La sua impenetrabilità ha arricchito la “leggenda Dickinson” di fascino, ma in una lettera indirizzata al suo mentore T. W. Higginson è la stessa poetessa a metterci in guardia dall’ingannevole tentativo di ricercarla tra le pagine: «Quando parlo di me come Soggetto della Poesia – non ho in mente – me – ma una persona immaginaria». Per quanto Dickinson si sforzi di delineare gli aspetti più deflagranti della sua personalità, nei suoi scambi epistolari, Emily scriveva di sé come di una «ragazza all’antica», e occasionalmente desiderava addirittura conformarsi al modello di femminilità degli anni 20 che aveva educato sua madre. L’unico criterio contro il quale si ribellava era la tradizione puritana e maschilista del New England che prevedeva che una donna non potesse scrivere nulla di più alto di una lettera. La poesia era la passione pericolosa per la quale militava. I suoi versi spaccarono la coesione familiare per intere generazioni, allo scopo di accaparrarsi il possesso dei diritti delle sue opere e di decidere a tavolino la leggenda da trasmettere al pubblico.

Bisognava anzitutto tacere la sua epilessia (Lyndall Gordon, biografa di Emily Dickinson, ritrova dopo anni delle prescrizioni mediche, feticci per appassionati) perché contraria per una donna perbene ai dettami della pudicizia e della compostezza, ma soprattutto occorreva revisionare l’irregolarità di tutto quel materiale letterario per renderlo spendibile al mercato editoriale.

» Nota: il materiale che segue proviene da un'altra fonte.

impl AdMobCollector {
    pub fn new(api: Arc<dyn AdMobApi>) -> Self {
        Self { api }
    }

    async fn run(
        &self,
        ctx: &CollectContext,
        user_id: Uuid,
        creds: &AdMobCredentials,
    ) -> Result<CollectionLogEntry, AdapterError> {
        let rows = self.api.network_report(creds, ctx.date).await?;
        let directory = ctx
            .stores
            .apps
            .apps_for_user(user_id)
            .await
            .context("loading app directory")?;

        for row in &rows {
            let app_id = row.app_id.clone().unwrap_or_else(|| "unknown".to_string());
            let country = row.country.clone().unwrap_or_else(|| "XX".to_string());
            let revenue = row.earnings_micros as f64 / 1_000_000.0;
            let ecpm = if row.impressions > 0 {
                (revenue / row.impressions as f64) * 1000.0
            } else {
                0.0
            };
            let matched = directory
                .iter()
                .find(|app| app.admob_app_id.as_deref() == Some(app_id.as_str()));

            ctx.stores
                .metrics
                .upsert_ad_revenue(AdRevenueRecord {
                    user_id,
                    date: ctx.date,
                    app_name: matched
                        .map(|app| app.name.clone())
                        .or_else(|| row.app_name.clone())
                        .unwrap_or_else(|| app_id.clone()),
                    app_id,
                    country,
                    estimated_revenue: revenue,
                    impressions: row.impressions,
                    clicks: row.clicks,
                    ecpm,
                    currency: row.currency.clone().unwrap_or_else(|| "USD".to_string()),
                    app_ref_id: matched.map(|app| app.id),
                })
                .await
                .context("storing ad revenue row")?;
        }

        Ok(CollectionLogEntry::new(
            Some(user_id),
            SourceKind::AdMob,
            CollectionStatus::Success,
            format!("Collected {} rows for {}", rows.len(), ctx.date),
        )
        .with_records(rows.len() as i64))
    }
}

#[async_trait]
impl SourceCollector for AdMobCollector {
    fn source(&self) -> SourceKind {
        SourceKind::AdMob
    }

    async fn collect(
        &self,
        ctx: &CollectContext,
        record: &CredentialRecord,
    ) -> Result<(), AdapterError> {
        let SourceCredentials::AdMob(creds) = &record.credentials else {
            return Err(AdapterError::Message("expected admob credentials".into()));
        };
        run_guarded(ctx, record, |user_id| self.run(ctx, user_id, creds)).await
    }
}

// ---------------------------------------------------------------------------
// App Store Connect
// ---------------------------------------------------------------------------

#[derive(Debug, Clone, PartialEq)]
pub struct AppStoreApp {
    pub id: String,
    pub name: String,
    pub bundle_id: Option<String>,
}

#[derive(Debug, Clone, Default, PartialEq)]
pub struct AppVersionInfo {
    pub version: Option<String>,
    pub build: Option<String>,
    pub build_status: Option<String>,
}

#[derive(Debug, Clone, Default, PartialEq)]
pub struct AppRatings {
    pub average_rating: Option<f64>,
    pub total_ratings: i64,
}

#[async_trait]
pub trait AppStoreApi: Send + Sync {
    /// Short-lived ES256 bearer token, minted once per run.
    fn mint_token(&self, creds: &AppStoreCredentials) -> Result<String, AdapterError>;
    async fn list_apps(&self, token: &str) -> Result<Vec<AppStoreApp>, AdapterError>;
    async fn latest_version(
        &self,
        token: &str,
        app_id: &str,
    ) -> Result<AppVersionInfo, AdapterError>;
    async fn ratings(&self, token: &str, app_id: &str) -> Result<AppRatings, AdapterError>;
}

pub struct AppStoreCollector {
    api: Arc<dyn AppStoreApi>,
}

impl AppStoreCollector {
    pub fn new(api: Arc<dyn AppStoreApi>) -> Self {
        Self { api }
    }

    async fn run(
        &self,
        ctx: &CollectContext,
        user_id: Uuid,
        creds: &AppStoreCredentials,
    ) -> Result<CollectionLogEntry, AdapterError> {
        let token = self.api.mint_token(creds)?;
        let apps = self.api.list_apps(&token).await?;
        let directory = ctx
            .stores
            .apps
            .apps_for_user(user_id)
            .await
            .context("loading app directory")?;

        for app in &apps {
            // Per-app detail failures degrade that row instead of failing
            // the whole run.
            let version = match self.api.latest_version(&token, &app.id).await {
                Ok(version) => version,
                Err(error) => {
                    warn!(app_id = %app.id, %error, "app store version lookup failed");
                    AppVersionInfo::default()
                }
            };
            let ratings = match self.api.ratings(&token, &app.id).await {
                Ok(ratings) => ratings,
                Err(error) => {
                    warn!(app_id = %app.id, %error, "app store ratings lookup failed");
                    AppRatings::default()
                }
            };
            let matched = directory.iter().find(|entry| {
                entry.ios_app_id.as_deref() == Some(app.id.as_str())
                    || (app.bundle_id.is_some() && entry.ios_bundle_id == app.bundle_id)
            });

            ctx.stores
                .metrics
                .upsert_app_store(AppStoreRecord {
                    user_id,
                    date: ctx.date,
                    app_id: app.id.clone(),
                    app_name: app.name.clone(),
                    latest_version: version.version,
                    latest_build: version.build,
                    build_status: version.build_status,
                    downloads: 0,
                    updates: 0,
                    proceeds: 0.0,
                    average_rating: ratings.average_rating,
                    total_ratings: ratings.total_ratings,
                    app_ref_id: matched.map(|entry| entry.id),
                })
                .await
                .context("storing app store row")?;
        }

        Ok(CollectionLogEntry::new(
            Some(user_id),
            SourceKind::AppStore,
            CollectionStatus::Success,
            format!("Collected {} apps for {}", apps.len(), ctx.date),
        )
        .with_records(apps.len() as i64))
    }
}

#[async_trait]
impl SourceCollector for AppStoreCollector {
    fn source(&self) -> SourceKind {
        SourceKind::AppStore
    }

    async fn collect(
        &self,
        ctx: &CollectContext,
        record: &CredentialRecord,
    ) -> Result<(), AdapterError> {
        let SourceCredentials::AppStore(creds) = &record.credentials else {
            return Err(AdapterError::Message(
                "expected app store credentials".into(),
            ));
        };
        run_guarded(ctx, record, |user_id| self.run(ctx, user_id, creds)).await
    }
}

// ---------------------------------------------------------------------------
// Google Play
// ---------------------------------------------------------------------------

#[derive(Debug, Clone, Default, PartialEq)]
pub struct TrackInfo {
    pub version_code: Option<i64>,
    pub version_name: Option<String>,
    pub status: Option<String>,
}

#[async_trait]
pub trait GooglePlayApi: Send + Sync {
    async fn access_token(&self, creds: &GooglePlayCredentials) -> Result<String, AdapterError>;
    async fn insert_edit(&self, token: &str, package: &str) -> Result<String, AdapterError>;
    async fn production_track(
        &self,
        token: &str,
        package: &str,
        edit_id: &str,
    ) -> Result<TrackInfo, AdapterError>;
    async fn delete_edit(
        &self,
        token: &str,
        package: &str,
        edit_id: &str,
    ) -> Result<(), AdapterError>;
    /// Star ratings of recent reviews, one entry per review.
    async fn review_stars(&self, token: &str, package: &str) -> Result<Vec<i64>, AdapterError>;
}

fn is_permission_denied(message: &str) -> bool {
    message.contains("does not have permission") || message.contains("403")
}

pub struct GooglePlayCollector {
    api: Arc<dyn GooglePlayApi>,
}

In primis, andava espunta la singolare punteggiatura, soppressi quei trattini così esplosivi e così cari a Dickinson, la cui validità è ancora oggi argomento di discussione, se considerarli pause ritmiche oppure possibilità interpretative del lettore; toccava manipolare il lessico più sovversivo delle immagini vulcaniche e oscurare la strana natura di una scrittura difforme rispetto ai canoni della già non ben vista “letteratura tipicamente femminile”.  Risulta quindi oscuro cosa di questo nuovo prodotto audiovisivo lo renda diverso dai numerosi tentativi di far prevalere la propria visione e interpretazione non delle sue opere, ma della vita stessa dell’autrice, destinata ad essere distorta. Una vita fuggente, quella di Emily Dickinson, che decide di chiudere la porta della camera da letto dietro di sé e di lasciare entrare solo pochi eletti. Forse sarebbe più onesto se accettassimo il già ingrato compito di lettori postumi, piuttosto che continuare a guardare il dito e mai la luna.